Petersen's had the Big Blue River and sand pits near by so they wouldn't need to bring sand in by rail, but they would require the cement.


Thanks,
Nate


Clark Propst
 

Nate,
"Cement Plants" make cement.
"Readi-Mix" (however you choose to spell it) or so called "Batch plants" mix, sell concrete.

One's a big place with big machinery and the other isn't : )

Around here railroad's covered hoppers were loaded for customers on-line.
I'd be interest to know how this was handled at plants served by only one railroad.

Clark Propst


Cyril Durrenberger
 

That is usually called a concrete batch plant.  Where they mix the cement and fly ash with sand and gravel, sometimes other things and water to make concrete which is then sent to the construction site.  For large projects they may mix the concrete on site.

Cyril Durrenberger

--- On Sat, 11/20/10, Nathan <obermeyern@...> wrote:

From: Nathan <obermeyern@...>
Subject: [STMFC] Was: cement travel: Small town cement dealers
To: STMFC@...
Date: Saturday, November 20, 2010, 7:42 AM







 









I've really enjoyed the discussion on the cement plants. I just want to confirm that the cement plants being discussed are the ones that produce the actual cement raw material that is then later mixed with sand/etc to make concrete.

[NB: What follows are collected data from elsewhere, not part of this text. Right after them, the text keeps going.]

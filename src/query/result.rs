//! Result data returned by the analytics API.

use serde_json::Value;

use crate::error::{QueryError, Result};
use crate::product::ProductType;

/// The `data` object of a successful response.
///
/// Keyed by the product's root field, e.g. `{"httpEvents": [...]}`.
#[derive(Debug, Clone, PartialEq)]
pub struct QueryResult {
    product: ProductType,
    data: Value,
    errors: Vec<String>,
}

impl QueryResult {
    /// Creates a result for `product` with no GraphQL errors attached.
    pub fn new(product: ProductType, data: Value) -> Self {
        Self {
            product,
            data,
            errors: Vec::new(),
        }
    }

    /// Attaches GraphQL error messages that came back alongside the data.
    pub fn with_errors(mut self, errors: Vec<String>) -> Self {
        self.errors = errors;
        self
    }

    pub fn product(&self) -> ProductType {
        self.product
    }

    /// Returns the raw `data` value.
    pub fn data(&self) -> &Value {
        &self.data
    }

    /// GraphQL `errors[].message` entries from the response, if any.
    pub fn errors(&self) -> &[String] {
        &self.errors
    }

    /// Returns the rows under the product's root field, if it is an array.
    pub fn rows(&self) -> Option<&Vec<Value>> {
        self.data.get(self.product.root_field())?.as_array()
    }

    /// Returns true when there is nothing worth showing.
    ///
    /// That is a null `data`, an empty object, or an object whose values
    /// are all null or empty arrays.
    pub fn is_empty(&self) -> bool {
        match &self.data {
            Value::Null => true,
            Value::Object(map) => map.values().all(|v| match v {
                Value::Null => true,
                Value::Array(items) => items.is_empty(),
                _ => false,
            }),
            _ => false,
        }
    }

    /// Two-space indented JSON of the `data` value.
    pub fn to_pretty_json(&self) -> Result<String> {
        serde_json::to_string_pretty(&self.data)
            .map_err(|e| QueryError::io(format!("Failed to serialize result: {e}")))
    }
}
//! realtime-query - Build, run and save GraphQL queries against real-time
//! analytics APIs.
//!
//! This library exposes the core modules for use by the `rtq` binary and
//! integration tests.

pub mod app;
pub mod cli;
pub mod config;
pub mod error;
pub mod logging;
pub mod output;
pub mod product;
pub mod query;
//! Error types for realtime-query.
//!
//! Defines the main error enum used throughout the application.

use chrono::NaiveDate;
use thiserror::Error;

/// Main error type for query building and execution.
#[derive(Error, Debug)]
pub enum QueryError {
    /// A product type string that does not name Events or Metrics.
    #[error("Invalid product type: {0}")]
    InvalidProductType(String),

    /// No fields were selected.
    #[error("At least one field must be selected")]
    EmptyFieldSelection,

    /// The start date is after the end date.
    #[error("Invalid date range: {start} is after {end}")]
    InvalidDateRange { start: NaiveDate, end: NaiveDate },

    /// A field that is not part of the product's catalog.
    #[error("Unknown field '{field}' for {product}")]
    UnknownField { product: String, field: String },

    /// The API answered with a non-200 status. Carries the raw response body.
    #[error("GraphQL query failed: {0}")]
    QueryExecution(String),

    /// Connection refused, DNS failure, timeout and similar.
    #[error("Transport error: {0}")]
    Transport(#[from] reqwest::Error),

    /// The API answered 200 but the body was not valid JSON.
    #[error("Invalid response: {0}")]
    InvalidResponse(String),

    /// Configuration errors (invalid config file, bad CLI input, etc.)
    #[error("Configuration error: {0}")]
    Config(String),

    /// Failure writing results.
    #[error("I/O error: {0}")]
    Io(String),
}

impl QueryError {
    /// Creates a query execution error with the given response body.
    pub fn execution(body: impl Into<String>) -> Self {
        Self::QueryExecution(body.into())
    }

    /// Creates a configuration error with the given message.
    pub fn config(msg: impl Into<String>) -> Self {
        Self::Config(msg.into())
    }

    /// Creates an I/O error with the given message.
    pub fn io(msg: impl Into<String>) -> Self {
        Self::Io(msg.into())
    }

    /// Returns the error category as a string for display purposes.
    pub fn category(&self) -> &'static str {
        match self {
            Self::InvalidProductType(_) => "Invalid Product Type",
            Self::EmptyFieldSelection
            | Self::InvalidDateRange { .. }
            | Self::UnknownField { .. } => "Invalid Input",
            Self::QueryExecution(_) => "Query Execution Error",
            Self::Transport(_) => "Transport Error",
            Self::InvalidResponse(_) => "Invalid Response",
            Self::Config(_) => "Configuration Error",
            Self::Io(_) => "I/O Error",
        }
    }
}

/// Result type alias using QueryError.
pub type Result<T> = std::result::Result<T, QueryError>;
//! Logging configuration for rtq.
//!
//! Logs go to stderr so that stdout stays clean for the query text and for
//! results written with `--output -`.

use tracing_subscriber::EnvFilter;

/// Default filter when `RUST_LOG` is not set.
const DEFAULT_FILTER: &str = "info";

/// Builds the env filter, falling back to [`DEFAULT_FILTER`].
fn env_filter() -> EnvFilter {
    EnvFilter::try_from_default_env().unwrap_or_else(|_| EnvFilter::new(DEFAULT_FILTER))
}

/// Initializes logging to stderr.
pub fn init_stderr_logging() {
    tracing_subscriber::fmt()
        .with_env_filter(env_filter())
        .with_writer(std::io::stderr)
        .with_target(false)
        .init();
}
//! Configuration management for realtime-query.
//!
//! Handles loading configuration from TOML files. Credentials are never
//! read from or written to the config file; the API key comes from the
//! command line or the environment.

use crate::error::{QueryError, Result};
use crate::product::{ProductType, DEFAULT_BASE_URL};
use serde::{Deserialize, Serialize};
use std::path::{Path, PathBuf};
use url::Url;

/// Main configuration structure.
#[derive(Debug, Clone, Serialize, Deserialize, Default)]
pub struct Config {
    /// API endpoint settings.
    #[serde(default)]
    pub api: ApiConfig,

    /// Defaults used when the command line leaves a value out.
    #[serde(default)]
    pub defaults: DefaultsConfig,
}

/// API endpoint settings.
#[derive(Debug, Clone, Serialize, Deserialize)]
pub struct ApiConfig {
    /// Base URL; product endpoint paths are appended to it.
    #[serde(default = "default_base_url")]
    pub base_url: String,
}

fn default_base_url() -> String {
    DEFAULT_BASE_URL.to_string()
}

impl Default for ApiConfig {
    fn default() -> Self {
        Self {
            base_url: default_base_url(),
        }
    }
}

/// Query defaults.
#[derive(Debug, Clone, Serialize, Deserialize)]
pub struct DefaultsConfig {
    /// Product queried when `--product` is not given.
    #[serde(default)]
    pub product: ProductType,

    /// Fields selected when `--fields` is not given. Empty means the
    /// product's first catalog field.
    #[serde(default)]
    pub fields: Vec<String>,

    /// Length of the default date window, ending today.
    #[serde(default = "default_days")]
    pub days: u32,

    /// How far back `--from` may reach.
    #[serde(default = "default_max_lookback_days")]
    pub max_lookback_days: u32,

    /// Where results are written when `--output` is not given.
    #[serde(default = "default_output")]
    pub output: PathBuf,
}

fn default_days() -> u32 {
    7
}

fn default_max_lookback_days() -> u32 {
    60
}

fn default_output() -> PathBuf {
    PathBuf::from("result.json")
}

impl Default for DefaultsConfig {
    fn default() -> Self {
        Self {
            product: ProductType::default(),
            fields: Vec::new(),
            days: default_days(),
            max_lookback_days: default_max_lookback_days(),
            output: default_output(),
        }
    }
}

impl Config {
    /// Returns the default config file path for the current platform.
    pub fn default_path() -> PathBuf {
        dirs::config_dir()
            .unwrap_or_else(|| PathBuf::from("."))
            .join("realtime-query")
            .join("config.toml")
    }

    /// Loads configuration from a TOML file. A missing file yields defaults.
    pub fn load_from_file(path: &Path) -> Result<Self> {
        if !path.exists() {
            return Ok(Self::default());
        }

        let content = std::fs::read_to_string(path)
            .map_err(|e| QueryError::config(format!("Failed to read config file: {e}")))?;

        let config = Self::parse_toml(&content, path)?;
        config.validate()?;
        Ok(config)
    }

    /// Parses configuration from a TOML string.
    fn parse_toml(content: &str, path: &Path) -> Result<Self> {
        toml::from_str(content).map_err(|e| {
            QueryError::config(format!(
                "Configuration error in {}:\n  {}",
                path.display(),
                e
            ))
        })
    }

    /// Checks values that deserialize fine but are unusable.
    pub fn validate(&self) -> Result<()> {
        validate_base_url(&self.api.base_url)?;

        if self.defaults.days > self.defaults.max_lookback_days {
            return Err(QueryError::config(format!(
                "defaults.days ({}) exceeds defaults.max_lookback_days ({})",
                self.defaults.days, self.defaults.max_lookback_days
            )));
        }

        Ok(())
    }
}

/// Checks that `base_url` is an absolute http(s) URL.
pub fn validate_base_url(base_url: &str) -> Result<()> {
    let url = Url::parse(base_url)
        .map_err(|e| QueryError::config(format!("Invalid base URL '{base_url}': {e}")))?;

    if url.scheme() != "http" && url.scheme() != "https" {
        return Err(QueryError::config(format!(
            "Invalid scheme '{}'. Expected 'http' or 'https'",
            url.scheme()
        )));
    }

    Ok(())
}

My interest lies in the small town cement dealers who would receive that product produced at the cement plants via the railroad and then mix the cement with sand/etc and then sell it to the local community like Petersen's Redi-mix would in Blue Rapids, KS. I will upload a picture of the plant circa 1950s-1960s in the photo section under the album named "Obermeyer photo album" in the photo section.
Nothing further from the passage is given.